Neither traditional explanations of asset price booms and crashes as irrational outbursts of speculative mania nor more recent explanations as cases of multiple equilibria account for why and when such episodes occur. In Discussion Paper No. 823, Research Fellow Joseph Zeira develops a model that abstracts from irrational speculation. Rational speculators undergo an optimal learning process in the face of incomplete information, leading to a unique equilibrium. Once dividends on a stock start to rise, both its price and the expected duration of this process rise so long as the dividends continue to increase; the rise in expected future dividends accounts for the price boom. When this process finally stops, the public updates its expectations of future dividends downward and the price of the stock crashes to its long-run level. Such `informational overshooting' may also contribute to price volatility in real estate and currency markets.

Zeira extends this model to consider entry to the stock market, which he assumes to be costly, gradual and characterized by increasing returns up to an unknown level.
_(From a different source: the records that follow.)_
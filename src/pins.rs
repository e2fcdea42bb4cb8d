//! GPIO / peripheral pin assignments for the reader board (ESP32-S3).
//!
//! Single source of truth: every driver references this module rather than
//! hard-coding pin numbers.

// ---------------------------------------------------------------------------
// Tag reader (PN532 over SPI)
// ---------------------------------------------------------------------------

pub const SPI_SCK_GPIO: i32 = 0;
pub const SPI_MISO_GPIO: i32 = 1;
pub const SPI_MOSI_GPIO: i32 = 2;
/// Chip select for the reader, active LOW.
pub const NFC_CS_GPIO: i32 = 3;

// ---------------------------------------------------------------------------
// Feedback
// ---------------------------------------------------------------------------

/// WS2812B ring data line (driven by RMT channel 0).
pub const LED_RING_GPIO: i32 = 34;

/// Passive piezo buzzer, LEDC square wave.
pub const BUZZER_GPIO: i32 = 35;
/// LEDC resolution for the buzzer; duty 128 is a 50% square wave.
pub const BUZZER_DUTY_BITS: u32 = 8;
/// Timer frequency before the first tone is played.
pub const BUZZER_IDLE_FREQ_HZ: u32 = 1000;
If a reduction in entry costs induces new entry, productivity increases until increasing returns cease to apply; again stock prices overshoot. This also has empirical implications, since it relates the `boom-and-bust' cycle to entry by new groups of investors. He surveys the US stock market booms and crashes of the 1920s and 1980s and finds that data on the numbers of securities company offices operating in the 1920s and share ownership surveys conducted by the New York Stock Exchange for the 1980s indicate massive new entry. Both periods also witnessed increasing returns to scale (in the real sector in the 1920s and the financial sector in the 1980s) and particular developments that triggered new entry: the development of new means of communication in the 1920s and the financial deregulation and liberalization of the early 1980s. A brief survey of recent booms and crashes reveals that most of them followed financial liberalizations or deregulations.